→ **Stored data**
= Beginning of Section =
#[cfg(feature = "metrics")]
pub fn increment_calls_inflight(method: &str) {
    if let Some(counter) = CALLS_INFLIGHT.get() {
        counter.add(1, &[method_attr(method)]);
    }
}

#[cfg(not(feature = "metrics"))]
pub fn increment_calls_inflight(_method: &str) {}

#[cfg(feature = "metrics")]
pub fn decrement_calls_inflight(method: &str) {
    if let Some(counter) = CALLS_INFLIGHT.get() {
        counter.add(-1, &[method_attr(method)]);
    }
}

#[cfg(not(feature = "metrics"))]
pub fn decrement_calls_inflight(_method: &str) {}

#[cfg(feature = "metrics")]
pub fn increment_call_errors(method: &str, code: Code) {
    if let Some(counter) = CALL_ERRORS.get() {
        counter.add(
            1,
            &[
                method_attr(method),
                KeyValue::new("rpc.grpc.status_code", code as i64),
            ],
        );
    }
}

#[cfg(not(feature = "metrics"))]
pub fn increment_call_errors(_method: &str, _code: Code) {}

#[cfg(feature = "metrics")]
pub fn record_call_duration(method: &str, duration_ms: f64) {
    if let Some(histogram) = CALL_DURATION_MS.get() {
        histogram.record(duration_ms, &[method_attr(method)]);
    }
}

#[cfg(not(feature = "metrics"))]
pub fn record_call_duration(_method: &str, _duration_ms: f64) {}

#[cfg(feature = "metrics")]
pub fn increment_streams_inflight() {
    if let Some(counter) = STREAMS_INFLIGHT.get() {
        counter.add(1, &[]);
    }
}

#[cfg(not(feature = "metrics"))]
pub fn increment_streams_inflight() {}

#[cfg(feature = "metrics")]
pub fn decrement_streams_inflight() {
    if let Some(counter) = STREAMS_INFLIGHT.get() {
        counter.add(-1, &[]);
    }
}

#[cfg(not(feature = "metrics"))]
pub fn decrement_streams_inflight() {}

#[cfg(feature = "metrics")]
pub fn increment_records_produced(count: u64) {
    if let Some(counter) = RECORDS_PRODUCED.get() {
        counter.add(count, &[]);
    }
}

#[cfg(not(feature = "metrics"))]
pub fn increment_records_produced(_count: u64) {}

#[cfg(feature = "metrics")]
pub fn increment_records_consumed(count: u64) {
    if let Some(counter) = RECORDS_CONSUMED.get() {
        counter.add(count, &[]);
    }
}

#[cfg(not(feature = "metrics"))]
pub fn increment_records_consumed(_count: u64) {}

#[cfg(test)]
mod tests {
    use super::*;

    #[test]
    fn parses_otlp_headers() {
        let headers = parse_headers(" X-Honeycomb-Team = key ,x-honeycomb-dataset=log,").unwrap();
        assert_eq!(
            headers,
            vec![
                ("x-honeycomb-team".to_owned(), "key".to_owned()),
                ("x-honeycomb-dataset".to_owned(), "log".to_owned()),
            ]
        );
        assert!(parse_headers("").unwrap().is_empty());
        assert!(parse_headers("novalue").is_err());
    }

    #[test]
    fn metric_helpers_are_safe_before_init() {
        increment_calls("Produce");
        increment_calls_inflight("Produce");
        decrement_calls_inflight("Produce");
        increment_call_errors("Produce", Code::Internal);
        record_call_duration("Produce", 1.5);
        increment_records_produced(3);
        increment_records_consumed(3);
    }
}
= End of Section =
→ **About this exercise**
Sift the data above for lines with "unwrap", then copy each one.

→ **Solved problem**
        let headers = parse_headers(" X-Honeycomb-Team = key ,x-honeycomb-dataset=log,").unwrap();
        assert!(parse_headers("").unwrap().is_empty());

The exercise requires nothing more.